When an object moves faster than the speed of sound in a medium, it creates a shock wave known as a sonic boom. The sonic boom is a result of the sudden change in air pressure caused by the object moving faster than the speed at which sound waves can propagate.
After the sonic boom occurs, sound waves continue to propagate in the usual manner. However, there are a few important points to consider:
Shock wave propagation: The shock wave generated by an object breaking the sound barrier travels outward from the object. It consists of a complex pattern of compressed and rarefied air regions. The shock wave can cause a sudden, loud noise that is heard as a sonic boom.

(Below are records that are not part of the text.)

use std::sync::Arc;

use tracing_subscriber::EnvFilter;

use wardline::api::start_api_server;
use wardline::assistant::Assistant;
use wardline::config::{self, AppConfig};
use wardline::directory::HttpDirectory;

#[tokio::main]
async fn main() {
    // Load .env if present (dev only)
    let _ = dotenvy::dotenv();

    tracing_subscriber::fmt()
        .with_env_filter(
            EnvFilter::try_from_default_env()
                .unwrap_or_else(|_| EnvFilter::new(config::default_log_filter())),
        )
        .init();

    tracing::info!("Wardline starting v{}", config::APP_VERSION);

    let config = AppConfig::from_env();
    tracing::info!(
        directory = %config.directory.base_url,
        path = %config.directory.patients_path,
        timeout_secs = config.directory.timeout_secs,
        "upstream directory configured"
    );

    let directory = Arc::new(HttpDirectory::new(config.directory.clone()));
    let server_config = config.server.clone();
    let assistant = Arc::new(Assistant::new(config, directory));

    let mut server = match start_api_server(assistant, &server_config).await {
        Ok(server) => server,
        Err(e) => {
            tracing::error!("{e}");
            std::process::exit(1);
        }
    };

    tracing::info!(addr = %server.addr, "wardline ready");

    if let Err(e) = tokio::signal::ctrl_c().await {
        tracing::error!("Failed to listen for shutdown signal: {e}");
    }
    tracing::info!("shutdown requested");
    server.shutdown();

    // Give in-flight requests a moment to drain.
    tokio::time::sleep(std::time::Duration::from_millis(200)).await;
}
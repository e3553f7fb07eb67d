// Integration tests for the BrainF++ interpreter

use brainfpp::interpreter::errors::RuntimeError;
use brainfpp::{execute, interpret, interpret_with, Config, Outcome};
use pretty_assertions::assert_eq;

fn repeat(c: char, n: usize) -> String {
    std::iter::repeat(c).take(n).collect()
}

#[test]
fn test_missing_main() {
    for source in ["", "{ab +.}", "no declarations here", "{MN +}"] {
        assert_eq!(
            interpret(source, ""),
            "ERROR: main function {mn} not found",
            "source: {:?}",
            source
        );
    }
}

#[test]
fn test_duplicate_function() {
    assert_eq!(
        interpret("{ab +}{mn .}{ab -}", ""),
        "ERROR: function ab defined twice"
    );
    assert_eq!(
        interpret("{mn +}{mn -}", ""),
        "ERROR: function mn defined twice"
    );
}

#[test]
fn test_other_parse_errors() {
    assert_eq!(
        interpret("{m2 +}", ""),
        "ERROR: function name must be two letters"
    );
    assert_eq!(
        interpret("{mn (a) }", ""),
        "ERROR: function name must be two letters"
    );
    assert_eq!(
        interpret("{mn {ab}}", ""),
        "ERROR: '{' found inside function declaration"
    );
    assert_eq!(interpret("{mn +++.", ""), "ERROR: unclosed function");
}

#[test]
fn test_parse_errors_produce_no_output() {
    // The body would print before the second declaration fails
    assert_eq!(
        interpret("{mn +++++.}{mn}", ""),
        "ERROR: function mn defined twice"
    );
}

#[test]
fn test_minimal_character() {
    let source = format!("{{mn{}.}}", repeat('+', 72));
    assert_eq!(interpret(&source, ""), "H");
}

#[test]
fn test_loop() {
    assert_eq!(interpret("{mn++++++++[>++++++++<-]>+.}", ""), "A");
    assert_eq!(
        interpret("{mn++++++++++[>+++++++>++++++++++>+++>+<<<<-]>++.}", ""),
        "H"
    );
}

#[test]
fn test_hello_world_cell_by_cell() {
    let codes = [72, 101, 108, 108, 111, 32, 87, 111, 114, 108, 100, 33];
    let body: Vec<String> = codes
        .iter()
        .map(|&n| format!("{}.", repeat('+', n)))
        .collect();
    let source = format!("{{mn{}}}", body.join(">"));
    assert_eq!(interpret(&source, ""), "Hello World!");
}

#[test]
fn test_simple_hi() {
    let source = format!("{{mn++++++++[>+++++++++<-]>.>{}.}}", repeat('+', 105));
    assert_eq!(interpret(&source, ""), "Hi");
}

#[test]
fn test_input_passthrough() {
    assert_eq!(interpret("{mn ,+++++.}", "A"), "F");
    assert_eq!(interpret("{mn ,+++++.}", ""), "\u{5}");
}

#[test]
fn test_input_is_read_in_order() {
    assert_eq!(interpret("{mn ,>,>,.<.<.}", "abc"), "cba");
    // Exhausted input reads as zero
    assert_eq!(interpret("{mn ,,\"}", "x"), "0 ");
}

#[test]
fn test_function_call_composition() {
    // fn starts on a copy of the caller's cell, moves right, adds two and
    // returns 2. Each call overwrites mn's cell, so the result is chr(2)
    // regardless of input or the + between calls.
    assert_eq!(interpret("{fn >++}{mn ,(fn)+(fn).}", "A"), "\u{2}");
    assert_eq!(interpret("{fn >++}{mn ,(fn)+(fn).}", ""), "\u{2}");
}

#[test]
fn test_function_arguments_and_returns() {
    let source = "{ad +++;}{mn ,(ad)(ad).}";
    assert_eq!(interpret(source, "a"), "g");
}

#[test]
fn test_recursion_with_debug_output() {
    assert_eq!(interpret("{cd \"[-(cd)];}{mn +++(cd)}", ""), "3 2 1 0 ");
}

#[test]
fn test_step_budget() {
    let result = interpret("{mn+[]}", "");
    assert_eq!(result, "\nERROR: Program exceeded maximum execution steps");

    let result = interpret("{mn++++++++[>++++++++<-]>+.[]}", "");
    assert_eq!(result, "A\nERROR: Program exceeded maximum execution steps");
}

#[test]
fn test_infinite_recursion_is_bounded() {
    // Self-recursion that never grows the window still hits the step budget
    let result = interpret("{lp (lp)}{mn (lp)}", "");
    assert!(
        result == "ERROR: execution failed"
            || result.ends_with("ERROR: Program exceeded maximum execution steps"),
        "unexpected result: {:?}",
        result
    );
}

#[test]
fn test_silent_truncation() {
    // Window exhaustion after output keeps the output without a diagnostic
    let source = "{rc +(rc)}{mn ++++++++[>++++++++<-]>+.(rc)}";
    assert_eq!(interpret(source, ""), "A");

    // Nothing printed yet
    assert_eq!(interpret("{rc +(rc)}{mn (rc)}", ""), "ERROR: execution failed");

    // Pointer falls off the left end
    assert_eq!(interpret("{mn +.<<}", ""), "\u{1}");
    assert_eq!(interpret("{mn <<}", ""), "ERROR: execution failed");

    // Undefined function
    assert_eq!(interpret("{mn +.(zz).}", ""), "\u{1}");

    // Skipped loop without a closing bracket
    assert_eq!(interpret("{mn [.}", ""), "ERROR: execution failed");
}

#[test]
fn test_execute_reports_state() {
    let snapshot = execute("{id ;}{mn ,(id)\"}", "A", &Config::default()).unwrap();
    assert_eq!(snapshot.output, "65 ");
    assert_eq!(snapshot.outcome, Outcome::Completed { value: 65 });
    assert_eq!(snapshot.pointer, Some(1));
    assert_eq!(snapshot.max_depth, 2);
    assert_eq!(snapshot.steps, 4);
    assert_eq!(snapshot.memory.len(), 27);
    assert_eq!(snapshot.memory[1], 65);
    assert!(snapshot.memory[2..].iter().all(|&c| c == 0));
}

#[test]
fn test_execute_reports_fault() {
    let snapshot = execute("{mn +.<<}", "", &Config::default()).unwrap();
    assert!(!snapshot.is_success());
    assert!(matches!(
        snapshot.outcome,
        Outcome::Faulted(RuntimeError::PointerOutOfBounds { .. })
    ));
    assert_eq!(snapshot.pointer, None);

    let err = execute("{mn", "", &Config::default()).unwrap_err();
    assert_eq!(err.to_string(), "unclosed function");
}

#[test]
fn test_configured_tape() {
    // Three cells, no global region: the fourth `>` leaves the tape
    let config = Config::new(3, 0).unwrap();
    assert_eq!(interpret_with("{mn +\">+\">+\"}", "", &config), "1 1 1 ");
    assert_eq!(
        interpret_with("{mn +.>>>.}", "", &config),
        "\u{1}"
    );

    // Wider global region reached by walking left from home
    let config = Config::new(10, 3).unwrap();
    assert_eq!(interpret_with("{mn <+<++<+++\">>>\"}", "", &config), "3 0 ");
}

#[test]
fn test_configured_step_budget() {
    let config = Config::default().with_max_steps(5).unwrap();
    assert_eq!(
        interpret_with("{mn +.+.+.}", "", &config),
        "\u{1}\u{2}\nERROR: Program exceeded maximum execution steps"
    );
}

#[test]
fn test_idempotence() {
    let source = "{cd \"[-(cd)];}{gt <;}{mn ,(cd)<+++>(gt).}";
    let first = interpret(source, "\u{3}");
    let second = interpret(source, "\u{3}");
    assert_eq!(first, second);
    assert_eq!(first, "3 2 1 0 \u{3}");
}

#[test]
fn test_empty_functions() {
    assert_eq!(interpret("{mn}", ""), "ERROR: execution failed");
    assert_eq!(interpret("{mn just a comment}", ""), "ERROR: execution failed");

    // The empty callee aborts the run; output printed before the call stays
    assert_eq!(interpret("{no}{mn +.(no).}", ""), "\u{1}");

    let snapshot = execute("{no}{mn +.(no).}", "", &Config::default()).unwrap();
    assert!(matches!(
        snapshot.outcome,
        Outcome::Faulted(RuntimeError::EmptyFunction { .. })
    ));
}

#[test]
fn test_recursion_from_global_cell() {
    // cd clears its home cell, then recurses from the global cell, which
    // counts the remaining depth. The window start never moves.
    let source = format!("{{cd [-]<[-(cd)]}}{{mn <{}>(cd)<\"}}", repeat('+', 300));
    assert_eq!(interpret(&source, ""), "0 ");

    let snapshot = execute(&source, "", &Config::default()).unwrap();
    assert!(snapshot.is_success());
    assert_eq!(snapshot.max_depth, 302);
}

#[test]
fn test_deep_recursion_from_global_cell() {
    // Exhausted input clears the home cell in one step, so depth is not
    // limited by the step budget
    let source = format!("{{cd ,<[-(cd)]}}{{mn <{}>(cd)<\"}}", repeat('+', 10000));
    let snapshot = execute(&source, "", &Config::default()).unwrap();
    assert_eq!(snapshot.render(), "0 ");
    assert_eq!(snapshot.max_depth, 10002);
}
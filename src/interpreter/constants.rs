// Constants for the BrainF++ interpreter

/// Addressable cells when no configuration is given
pub const DEFAULT_LIMIT: usize = 26;

/// Global region size when no configuration is given
pub const DEFAULT_GLOBAL: usize = 1;

/// Commands counted before a run is aborted
pub const MAX_STEPS: u64 = 1_000_000;

/// Deepest call nesting allowed. Calls made with the pointer in the global
/// region do not grow the window, so a program can nest as deep as a global
/// cell counts.
pub const MAX_CALL_DEPTH: usize = 40_000;

/// Stack reserved for the interpreter thread; sized for `MAX_CALL_DEPTH`
/// nested calls in an unoptimized build
pub const CALL_STACK_SIZE: usize = 512 * 1024 * 1024;

/// Accepted range for the cell limit
pub const LIMIT_RANGE: std::ops::RangeInclusive<usize> = 1..=99;

/// Accepted range for the global region size
pub const GLOBAL_RANGE: std::ops::RangeInclusive<usize> = 0..=99;

/// Diagnostic appended when the step budget runs out
pub const STEP_LIMIT_MESSAGE: &str = "ERROR: Program exceeded maximum execution steps";

/// Returned when a run faults before printing anything
pub const EXECUTION_FAILED_MESSAGE: &str = "ERROR: execution failed";
#[cfg(test)]
mod tests {
    use super::*;
    use crate::interpreter::io::BufferedIo;
    use crate::parser::parse;

    fn run(source: &str, input: &str) -> (Result<Completion, RuntimeError>, String) {
        run_with(source, input, &Config::default())
    }

    fn run_with(
        source: &str,
        input: &str,
        config: &Config,
    ) -> (Result<Completion, RuntimeError>, String) {
        let table = parse(source).unwrap();
        let mut interpreter = Interpreter::new(&table, config, BufferedIo::new(input));
        let result = interpreter.run();
        (result, interpreter.into_io().into_output())
    }

    #[test]
    fn test_matching_loop_end() {
        let table = parse("{mn [+[-]>]<}").unwrap();
        let body = &table.get(FunctionName::MAIN).unwrap().body;
        assert_eq!(matching_loop_end(body, 0), Some(6));
        assert_eq!(matching_loop_end(body, 2), Some(4));

        let table = parse("{mn [[]}").unwrap();
        let body = &table.get(FunctionName::MAIN).unwrap().body;
        assert_eq!(matching_loop_end(body, 0), None);
    }

    #[test]
    fn test_step_budget_tick() {
        let mut budget = StepBudget::new(3);
        assert!(budget.tick().is_ok());
        assert!(budget.tick().is_ok());
        assert_eq!(
            budget.tick(),
            Err(RuntimeError::StepLimitExceeded { limit: 3 })
        );
        assert_eq!(budget.used(), 3);
    }

    #[test]
    fn test_main_returns_current_cell() {
        let (result, _) = run("{mn +++;+++}", "");
        assert_eq!(result, Ok(Completion { value: 3, pointer: 1 }));

        let (result, _) = run("{mn +++>++}", "");
        assert_eq!(result, Ok(Completion { value: 2, pointer: 2 }));
    }

    #[test]
    fn test_call_replaces_current_cell() {
        // fn moves right, adds two and returns 2; mn prints chr(2)
        let (result, output) = run("{fn >++}{mn ,(fn)+(fn).}", "A");
        assert_eq!(output, "\u{2}");
        assert_eq!(result.unwrap().value, 2);
    }

    #[test]
    fn test_callee_receives_argument() {
        let (_, output) = run("{id ;}{mn ,(id).}", "Z");
        assert_eq!(output, "Z");
    }

    #[test]
    fn test_recursion() {
        let (result, output) = run("{cd \"[-(cd)];}{mn +++(cd)}", "");
        assert_eq!(output, "3 2 1 0 ");
        assert!(result.is_ok());
    }

    #[test]
    fn test_callee_window_is_cleared() {
        // The callee writes to cells above its home; none of it survives.
        let table = parse("{fl >+++>+++;}{mn +(fl)}").unwrap();
        let config = Config::default();
        let mut interpreter = Interpreter::new(&table, &config, BufferedIo::new(""));
        interpreter.run().unwrap();
        let cells = interpreter.memory().cells();
        assert_eq!(cells[1], 3);
        assert!(cells[2..26].iter().all(|&c| c == 0));
    }

    #[test]
    fn test_global_cell_is_shared() {
        let source = format!("{{gt <;}}{{mn <{}>(gt).}}", "+".repeat(65));
        let (_, output) = run(&source, "");
        assert_eq!(output, "A");
    }

    #[test]
    fn test_undefined_function() {
        let (result, output) = run("{mn +.(zz).}", "");
        assert_eq!(
            result,
            Err(RuntimeError::UndefinedFunction {
                name: FunctionName::new('z', 'z').unwrap()
            })
        );
        assert_eq!(output, "\u{1}");
    }

    #[test]
    fn test_window_exhaustion() {
        let (result, _) = run("{rc +(rc)}{mn (rc)}", "");
        assert!(matches!(result, Err(RuntimeError::WindowExhausted { .. })));
    }

    #[test]
    fn test_pointer_out_of_bounds() {
        let (result, _) = run("{mn <<}", "");
        assert!(matches!(
            result,
            Err(RuntimeError::PointerOutOfBounds { pointer: -1, .. })
        ));

        let (result, _) = run(&format!("{{mn {}}}", ">".repeat(25)), "");
        assert!(matches!(
            result,
            Err(RuntimeError::PointerOutOfBounds { pointer: 26, .. })
        ));
    }

    #[test]
    fn test_unmatched_bracket_only_faults_when_skipped() {
        let (result, _) = run("{mn [}", "");
        assert!(matches!(result, Err(RuntimeError::UnmatchedBracket { .. })));

        // Entered loops never scan forward
        let (result, _) = run("{mn +[-}", "");
        assert!(result.is_ok());
    }

    #[test]
    fn test_skipped_loop_needs_balanced_brackets() {
        // The scan reaches the last `]` still one level deep
        let (result, _) = run("{mn [-[-]}", "");
        assert_eq!(
            result,
            Err(RuntimeError::UnmatchedBracket {
                function: FunctionName::MAIN,
                position: 0,
            })
        );
    }

    #[test]
    fn test_empty_body_faults() {
        let (result, output) = run("{mn}", "");
        assert_eq!(
            result,
            Err(RuntimeError::EmptyFunction {
                name: FunctionName::MAIN
            })
        );
        assert_eq!(output, "");

        // Comments leave no commands behind
        let (result, _) = run("{mn only words here}", "");
        assert!(matches!(result, Err(RuntimeError::EmptyFunction { .. })));

        // Calling an empty function aborts the caller before its next command
        let (result, output) = run("{no}{mn +.(no).}", "");
        assert_eq!(
            result,
            Err(RuntimeError::EmptyFunction {
                name: FunctionName::new('n', 'o').unwrap()
            })
        );
        assert_eq!(output, "\u{1}");
    }

    #[test]
    fn test_deep_recursion_through_global_cell() {
        // Each level reads exhausted input to clear its home cell, then
        // recurses from the global cell, so the window never grows
        let source = format!("{{cd ,<[-(cd)]}}{{mn <{}>(cd)<\"}}", "+".repeat(2000));
        let (result, output) = with_call_stack(|| {
            let table = parse(&source).unwrap();
            let config = Config::default();
            let mut interpreter = Interpreter::new(&table, &config, BufferedIo::new(""));
            let result = interpreter.run();
            let depth = interpreter.max_depth();
            (result.map(|_| depth), interpreter.into_io().into_output())
        })
        .unwrap();
        assert_eq!(result, Ok(2002));
        assert_eq!(output, "0 ");
    }

    #[test]
    fn test_stray_loop_end() {
        let (result, output) = run("{mn +]\"}", "");
        assert_eq!(result.unwrap().value, 1);
        assert_eq!(output, "");

        let (_, output) = run("{mn ]\"}", "");
        assert_eq!(output, "0 ");
    }

    #[test]
    fn test_step_limit() {
        let config = Config::default().with_max_steps(10).unwrap();
        let (result, _) = run_with("{mn +[]}", "", &config);
        assert_eq!(result, Err(RuntimeError::StepLimitExceeded { limit: 10 }));
    }

    #[test]
    fn test_step_count_and_depth() {
        let table = parse("{id ;}{mn +(id)(id)}").unwrap();
        let config = Config::default();
        let mut interpreter = Interpreter::new(&table, &config, BufferedIo::new(""));
        interpreter.run().unwrap();
        // + (id) ; (id) ;
        assert_eq!(interpreter.steps(), 5);
        assert_eq!(interpreter.max_depth(), 2);
    }

    #[test]
    fn test_call_depth_is_bounded() {
        // Each call starts just above the global cell, so the window never grows
        let (result, _) = with_call_stack(|| run("{lp <(lp)}{mn (lp)}", "")).unwrap();
        assert_eq!(
            result,
            Err(RuntimeError::CallDepthExceeded {
                function: FunctionName::new('l', 'p').unwrap(),
                depth: MAX_CALL_DEPTH,
            })
        );
    }

    #[test]
    fn test_no_global_region() {
        let config = Config::new(4, 0).unwrap();
        let (result, output) = run_with("{mn +++\">+\"}", "", &config);
        assert_eq!(output, "3 1 ");
        assert_eq!(result.unwrap().pointer, 1);

        let (result, _) = run_with("{mn <}", "", &config);
        assert!(matches!(result, Err(RuntimeError::PointerOutOfBounds { .. })));
    }
}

Speed of sound: While the object itself may be traveling faster than the speed of sound, the sound waves it generates behind the shock wave still travel at the local speed of sound in the medium. In the case of air, this speed is approximately 343 meters per second (depending on various factors like temperature and humidity).
Directional propagation: Sound waves generated by an object moving faster than the speed of sound will propagate in all directions, similar to sound waves generated by any other source. However, the sound waves will be concentrated within the wake region behind the object, as it is here that the compressed air behind the shock wave acts as a medium for sound propagation.
Doppler effect: As an object approaches and then exceeds the speed of sound, the properties of sound waves emitted by the object can be affected by the Doppler effect. This effect causes the frequency of the sound waves to be compressed in front of the object and stretched behind it, resulting in a perceived change in pitch for an observer relative to the moving object.
It's important to note that the effects of breaking the sound barrier and sonic booms are primarily associated with supersonic aircraft, such as fighter jets. These phenomena are not commonly encountered in everyday situations.